Tournament statistics
- Matches played: 7
- Goals scored: 16 (2.29 per match)
- Attendance: 44,625 (6,375 per match)
- Top scorer(s): Zaïd Amir Mohammad Daham Abdulwasea Al-Matari (2 goals each)

= 2025 FIFA Arab Cup qualification =

Football tournament qualification

The 2025 FIFA Arab Cup qualification were played from 25 to 26 November 2025. A total of 14 teams competed in the qualifying play-offs to qualify for the group stage of the 2025 FIFA Arab Cup.

==Format==
The 14 lowest-ranked teams in the April 2025 FIFA World Ranking met on 25 and 26 November in a single knockout match. The best-ranked AFC team met the lowest-ranked CAF team, the second-best AFC team played the second-lowest CAF team, and so on.
In the qualifying play-offs, each tie was played as a single match. A penalty shoot-out was used to decide the winner if necessary.

== Draw ==
The group stage draw took place on 25 May 2025 at 20:00 AST (UTC+3) in at the Raffles Hotel in Doha, Qatar.

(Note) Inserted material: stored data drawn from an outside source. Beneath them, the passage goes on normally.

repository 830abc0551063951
use thiserror::Error;

#[derive(Debug, Error)]
pub enum ModelError {
    #[error("validation error: {0}")]
    Validation(String),
}
use std::io;
use tracing_subscriber::{fmt, EnvFilter};

/// Initialize the tracing subscriber with sensible defaults.
/// - Respects `RUST_LOG` if set
/// - Falls back to `info,tower_http=info,axum=info`
/// - Writes to stdout so logs stay visible where stderr is hidden
pub fn init_logging_default() {
    let env_filter = EnvFilter::try_from_default_env()
        .unwrap_or_else(|_| EnvFilter::new("info,tower_http=info,axum=info"));
    let _ = fmt()
        .with_env_filter(env_filter)
        .with_target(false)
        .compact()
        .with_writer(io::stdout)
        .try_init();
}
use thiserror::Error;

use crate::repository::StoreError;
use models::errors::ModelError;

#[derive(Debug, Error)]
pub enum ServiceError {
    #[error("validation error: {0}")]
    Validation(String),
    #[error("conflict: {0}")]
    Conflict(String),
    /// A store contract violation leaked through; a bug, not caller error.
    #[error("store error: {0}")]
    Store(#[from] StoreError),
}

// Field-level failures fold into the validation kind so the boundary
// sees exactly one validation error.
impl From<ModelError> for ServiceError {
    fn from(err: ModelError) -> Self {
        match err {
            ModelError::Validation(msg) => Self::Validation(msg),
        }
    }
}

These 14 teams were divided into 7 pairings, with each pair playing single knockout match across 25 to 26 November 2025. The numbers in parentheses indicate the FIFA Men's World Ranking of April 2025.

Note: Bolded teams qualified for the group stage.

| Pot 1 (AFC) | Pot 2 (CAF) |
|---|---|
| Oman (77); Bahrain (84); Syria (93); Palestine (101); Kuwait (134); Yemen (158); Lebanon (112); | Sudan (114); Libya (117); Comoros (105); Mauritania (110); South Sudan (170); Djibouti (192); Somalia (201); |

==Summary==
The seven winners advanced to the group stage.

| Team 1 | Score | Team 2 |
|---|---|---|
| Mauritania | 0–2 | Kuwait |
| Syria | 2–0 | South Sudan |
| Palestine | 0–0 (4–3 p) | Libya |
| Oman | 0–0 (4–1 p) | Somalia |
| Bahrain | 1–0 | Djibouti |
| Sudan | 2–1 | Lebanon |
| Comoros | 4–4 (4–2 p) | Yemen |

==Matches==
All times are local, AST (UTC+3).

MTN 0-2 KUW
  KUW: Daham 8', 24'
Kuwait advanced to Group C.
----

SYR 2-0 SSD
  SYR: Al Hallaq 52', Al-Mawas 59'
Syria advanced to Group A.
----

PLE 0-0 LBY
Palestine advanced to Group A.
----

OMA 0-0 SOM
Oman advanced to Group D.
----

BHR 1-0 DJI
  BHR: Al-Romaihi 36'
Bahrain advanced to Group D.
----

SUD 2-1 LBN
  SUD: Haidar 43', Awad 74'
  LBN: Khamis 30'
Sudan advanced to Group D.
----

COM 4-4 YEM
  COM: Zakouani 30' (pen.), Anbar 61', Amir
  YEM: Al-Zubaidi 14', Al-Gahwashi 40', Al-Matari 65'
Comoros advanced to Group B.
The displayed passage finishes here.